Edith's Diary
- First edition
- Author: Patricia Highsmith
- Language: English
- Genre: Fiction
- Published: Heinemann, UK; Simon & Schuster, US
- Publication date: 1977
- Media type: Print
- Pages: 320

= Edith's Diary =

1977 novel by Patricia Highsmith

Edith's Diary (1977) is a psychological thriller novel by Patricia Highsmith, the seventeenth of her 22 novels. It was first published in the UK by Heinemann. One critic described it as "a relentless dissection of an unexceptional life that burns itself out from a lack of love and happiness".

==Composition==
Highsmith replicated the dislocation she used in The Cry of the Owl years earlier, moving her characters from New York City to small-town Pennsylvania. She also replicated her own obsessive diary writing in the lead character. The dedication reads simply: To Marion, which was the way her sometime lover, Marion Aboudaram, asked to be referenced.

Knopf rejected the manuscript in 1976. It apparently encountered problems because of its failure to fit into the recognizable genres of crime, suspense, mystery, or even traditional fiction. It was published the next year, first by Heinemann in London, then by Simon & Schuster in New York.

As in most of Highsmith's novels, there is a murder committed in this one, though its significance for the plot and the characters is negligible.

==Synopsis==
The novel describes "the externally and internally imposed exile of the discarded middle-aged woman". The story begins in the late 1950s and focuses on Edith Howland, a housewife who, with her journalist husband, Brett, and their 10-year-old son, Cliffie, relocates from New York City to small-town Pennsylvania. Cliffie has been exhibiting generally problematic and anti-social behavior; on the family's last night in New York, he tries to kill their pet cat.

The novel presents the increasingly stark contrasts between the life Edith records in her diary and her daily reality. In the diary, she details an imaginary life in which both she and Cliffie achieve grand success and gratification; friendships are more easy-going and she enjoys grandchildren.

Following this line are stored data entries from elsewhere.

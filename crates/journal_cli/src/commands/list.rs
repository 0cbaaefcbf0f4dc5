//! List command.

use super::{open_session, with_hint};
use anyhow::{Context, Result};
use console::style;
use journal_core::{codec, Config};

/// Print every entry in sort order.
pub fn run(config: &Config, format: &str) -> Result<()> {
    let session = open_session(config)?;
    let records = session.records().map_err(with_hint)?;

    match format {
        "json" => {
            let json = serde_json::to_string_pretty(&records).context("Failed to serialize to JSON")?;
            println!("{}", json);
        }
        "text" => {
            if records.is_empty() {
                println!("{}", style("No entries.").dim());
            }
            for record in &records {
                println!(
                    "{}  {}  {}",
                    style(codec::format_timestamp(record.timestamp())).dim(),
                    style(record.id()).cyan(),
                    record.content()
                );
            }
        }
        _ => {
            anyhow::bail!("Unsupported format: {}. Use 'json' or 'text'.", format);
        }
    }

    Ok(())
}
//! Journal Core Library
//!
//! Storage for timestamped journal entries kept as one text file per entry
//! in a shared directory, providing:
//! - Atomic, crash-safe writes
//! - Reconciliation with changes made by other processes
//! - A live session with ordered change notifications
//! - A concurrent mutator for exercising all of the above
//!
//! # Quick Start
//!
//! ```
//! use journal_core::{DirectoryStore, FetchRequest, RecordStore, SessionContext};
//! use chrono::Utc;
//! use std::sync::Arc;
//! use tempfile::TempDir;
//!
//! let tmp = TempDir::new().unwrap();
//! let store = Arc::new(DirectoryStore::open(tmp.path().join("Journal")).unwrap());
//! let session = SessionContext::open(store.clone()).unwrap();
//!
//! let entry = session.insert_new("hello", Utc::now()).unwrap();
//! assert_eq!(store.fetch_all(FetchRequest::default()).unwrap(), vec![entry]);
//! ```
//!
//! # Features
//!
//! ## Reconciliation
//!
//! Files written by other tools are picked up on the next pass:
//!
//! ```
//! use journal_core::{codec, ChangeDelta, DirectoryStore, Record, RecordStore};
//! use chrono::Utc;
//! use tempfile::TempDir;
//!
//! let tmp = TempDir::new().unwrap();
//! let store = DirectoryStore::open(tmp.path()).unwrap();
//!
//! let outside = Record::new("written elsewhere", Utc::now());
//! std::fs::write(store.record_path(outside.id()), codec::encode(&outside)).unwrap();
//!
//! assert_eq!(store.detect_external_changes().unwrap(), vec![ChangeDelta::Inserted(outside)]);
//! assert!(store.detect_external_changes().unwrap().is_empty());
//! ```
//!
//! ## Configuration
//!
//! Backends are created by name from an explicit registry:
//!
//! ```
//! use journal_core::{Config, SessionContext, StoreRegistry};
//! use tempfile::TempDir;
//!
//! let tmp = TempDir::new().unwrap();
//! let mut config = Config::default();
//! config.storage.data_dir = Some(tmp.path().display().to_string());
//!
//! let session = SessionContext::from_config(&config, &StoreRegistry::with_defaults()).unwrap();
//! assert!(session.is_empty().unwrap());
//! ```

pub mod codec;
mod config;
mod delta;
mod error;
mod fsutil;
mod hammer;
mod lane;
mod observer;
mod poller;
mod record;
mod session;
mod snapshot;
mod store;

pub use config::{Config, HammerConfig, SessionConfig, StorageConfig, DEFAULT_DIR_NAME};
pub use delta::ChangeDelta;
pub use error::{Result, SessionError, SessionResult, StorageError};
pub use hammer::{Hammer, HammerReport, HammerRun};
pub use observer::{
    ChangeEvent, ChangeLog, ChangeObserver, IndexPath, ObserverId, RowChange, SectionChange,
};
pub use record::{FetchRequest, Record, RecordId, SortKey, SortOrder};
pub use session::SessionContext;
pub use store::{
    DeltaSink, DirectoryStore, MemoryStore, RecordStore, RootContext, StoreFactory, StoreRegistry,
};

In 1965, Brett abandons Edith for a younger woman. She is left living with an alcoholic, delinquent Cliffie and her husband's senile uncle, George. Even as she retreats into her diary and recasts her personal life, she remains always aware of the tangible world's social injustices. Having always been a woman of liberal political views, she notably maintains a sharp critique of U.S. involvement in Vietnam.

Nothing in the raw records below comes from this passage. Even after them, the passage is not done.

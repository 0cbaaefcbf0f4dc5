use super::assertions::Assertion;
use super::runner::ScenarioRunner;
use super::steps::ScenarioStep;
use chrono::Duration as ClockDuration;
use journal_core::{HammerConfig, SessionConfig};
use std::time::Duration;

/// Fluent DSL for building test scenarios
pub struct Scenario {
    name: String,
    config: SessionConfig,
    steps: Vec<ScenarioStep>,
}

impl Scenario {
    /// Create a new scenario with the given name
    pub fn new(name: &str) -> Self {
        Self {
            name: name.to_string(),
            config: SessionConfig::default(),
            steps: Vec::new(),
        }
    }

    /// Let sessions reconcile in the background every `interval_ms`
    pub fn polling_every(mut self, interval_ms: u64) -> Self {
        self.config.poll_interval_ms = Some(interval_ms);
        self
    }

    // ===== Session actions =====

    /// Session adds an entry, timestamped one clock tick after the previous one
    pub fn session_adds(mut self, label: &str, content: &str) -> Self {
        self.steps.push(ScenarioStep::SessionAdd {
            label: label.to_string(),
            content: content.to_string(),
        });
        self
    }

    /// Session deletes an entry
    pub fn session_deletes(mut self, label: &str) -> Self {
        self.steps.push(ScenarioStep::SessionDelete {
            label: label.to_string(),
        });
        self
    }

    /// Session stages new content for an entry
    pub fn session_edits(mut self, label: &str, content: &str) -> Self {
        self.steps.push(ScenarioStep::SessionStage {
            label: label.to_string(),
            content: content.to_string(),
        });
        self
    }

    /// Session saves staged edits
    pub fn session_saves(mut self) -> Self {
        self.steps.push(ScenarioStep::SessionSave);
        self
    }

    /// Session reconciles with storage
    pub fn session_refreshes(mut self) -> Self {
        self.steps.push(ScenarioStep::SessionRefresh);
        self
    }

    /// Session adds `count` entries labelled `churn-<i>`, deleting every odd one
    pub fn session_churns(mut self, count: usize) -> Self {
        self.steps.push(ScenarioStep::SessionChurn { count });
        self
    }

    // ===== Outside actions =====

    /// Another process writes a complete entry file
    pub fn external_writes(mut self, label: &str, content: &str) -> Self {
        self.steps.push(ScenarioStep::ExternalWrite {
            label: label.to_string(),
            content: content.to_string(),
        });
        self
    }

    /// Another process has written only the first line of an entry file
    pub fn external_starts_writing(mut self, label: &str, content: &str) -> Self {
        self.steps.push(ScenarioStep::ExternalPartialWrite {
            label: label.to_string(),
            content: content.to_string(),
        });
        self
    }

    /// The interrupted writer finishes the file
    pub fn external_finishes_writing(mut self, label: &str) -> Self {
        self.steps.push(ScenarioStep::ExternalFinishWrite {
            label: label.to_string(),
        });
        self
    }

    /// Another process rewrites an entry with a shifted timestamp
    pub fn external_retimes(mut self, label: &str, offset: ClockDuration) -> Self {
        self.steps.push(ScenarioStep::ExternalRetime {
            label: label.to_string(),
            offset,
        });
        self
    }

    /// Another process deletes an entry file
    pub fn external_deletes(mut self, label: &str) -> Self {
        self.steps.push(ScenarioStep::ExternalDelete {
            label: label.to_string(),
        });
        self
    }

    /// Another process drops a file that is not an entry
    pub fn external_stray_file(mut self, name: &str) -> Self {
        self.steps.push(ScenarioStep::ExternalStrayFile {
            name: name.to_string(),
        });
        self
    }

    // ===== Mutator =====

    /// Start the concurrent mutator
    pub fn hammer_starts(mut self, config: HammerConfig) -> Self {
        self.steps.push(ScenarioStep::HammerStart { config });
        self
    }

    /// Wait for the mutator to finish
    pub fn hammer_finishes(mut self) -> Self {
        self.steps.push(ScenarioStep::HammerJoin);
        self
    }

    /// Run the empty operation and wait for it
    pub fn empty(mut self) -> Self {
        self.steps.push(ScenarioStep::Empty);
        self
    }

    // ===== Time control =====

    /// Wait for a duration
    pub fn wait(mut self, duration: Duration) -> Self {
        self.steps.push(ScenarioStep::Wait { duration });
        self
    }

    /// Move the entry clock forward
    pub fn advance_clock(mut self, duration: ClockDuration) -> Self {
        self.steps.push(ScenarioStep::AdvanceClock { duration });
        self
    }

    // ===== Lifecycle =====

    /// Close the session and open a new one over the same directory
    pub fn reopen(mut self) -> Self {
        self.steps.push(ScenarioStep::Reopen);
        self
    }

    // ===== Assertions =====

    /// Add a general assertion
    pub fn assert(mut self, assertion: Assertion) -> Self {
        self.steps.push(ScenarioStep::Assert { assertion });
        self
    }

    /// Assert the session holds exactly these entries, in this order
    pub fn assert_order(self, labels: &[&str]) -> Self {
        self.assert(Assertion::Order(labels.iter().map(|l| l.to_string()).collect()))
    }

    /// Assert the number of entries in the session
    pub fn assert_count(self, count: usize) -> Self {
        self.assert(Assertion::RecordCount(count))
    }

    /// Assert storage holds exactly what the session holds
    pub fn assert_store_matches(self) -> Self {
        self.assert(Assertion::StoreMatchesSession)
    }

    /// Assert the notifications seen since the last check
    pub fn assert_notified(self, events: &[&str]) -> Self {
        self.assert(Assertion::Notifications(
            events.iter().map(|e| e.to_string()).collect(),
        ))
    }

    /// Assert nothing was notified since the last check
    pub fn assert_not_notified(self) -> Self {
        self.assert(Assertion::NoNotifications)
    }

    // ===== Execution =====

    /// Execute the scenario and return results
    pub fn run(self) -> ScenarioResult {
        let mut runner = match ScenarioRunner::with_config(self.config.clone()) {
            Ok(r) => r,
            Err(e) => {
                return ScenarioResult {
                    name: self.name.clone(),
                    success: false,
                    steps_executed: 0,
                    failure_step: Some(0),
                    error: Some(format!("Failed to create runner: {}", e)),
                }
            }
        };

        match runner.execute(&self.steps) {
            Ok(()) => ScenarioResult {
                name: self.name,
                success: true,
                steps_executed: self.steps.len(),
                failure_step: None,
                error: None,
            },
            Err(e) => {
                let failure_step = runner.current_step();
                ScenarioResult {
                    name: self.name,
                    success: false,
                    steps_executed: failure_step,
                    failure_step: Some(failure_step),
                    error: Some(format!("{:?}", e)),
                }
            }
        }
    }
}

/// Result of running a scenario
#[derive(Debug)]
pub struct ScenarioResult {
    pub name: String,
    pub success: bool,
    pub steps_executed: usize,
    pub failure_step: Option<usize>,
    pub error: Option<String>,
}

impl ScenarioResult {
    /// Unwrap the result, panicking if it failed
    pub fn unwrap(self) {
        if !self.success {
            panic!(
                "Scenario '{}' failed at step {}: {}",
                self.name,
                self.failure_step.unwrap_or(0),
                self.error.unwrap_or_else(|| "unknown error".to_string())
            );
        }
    }

    /// Expect the result to be successful
    pub fn expect(self, msg: &str) {
        if !self.success {
            panic!(
                "{}: Scenario '{}' failed at step {}: {}",
                msg,
                self.name,
                self.failure_step.unwrap_or(0),
                self.error.unwrap_or_else(|| "unknown error".to_string())
            );
        }
    }
}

As years pass, friends and acquaintances become extremely concerned about Edith's psychological well-being. Her ex-husband sets about forcing her to see a psychiatrist. When Edith's family doctor brings a psychiatrist friend of his to her home, she is overtaken by fear and paranoia surrounding the possibility of others getting their hands on her diary. After she rushes to conceal it, she dies accidentally. Alone in the house, Cliffie ponders his own worries about someone inspecting the diary.

==Reception==
The New Yorker called this novel "her strongest, her most imaginative, and by far her most substantial".

In The New York Times, Jane Larkin Crane wrote: "Edith's Diary takes the form of an old-fashioned psychological chiller, but there is also something stronger, the poignancy of her struggle not to go under. She is betrayed by such ordinary dreams."

Edith's Diary has been described as "one of [Highsmith's] bleakest" novels, that "presents a narrative of a woman's life that offers no redemptive possibilities and is portrayed instead as a slow but unremitting descent into madness".

==Adaptation==
Edith's Diary was adapted into the German film Edith's Diary (1983), directed by Hans W. Geißendörfer and starring Angela Winkler as Edith. Highsmith called the film "dreadful" and said: "Making the son in love with the mother is a lot of Oedipal crap."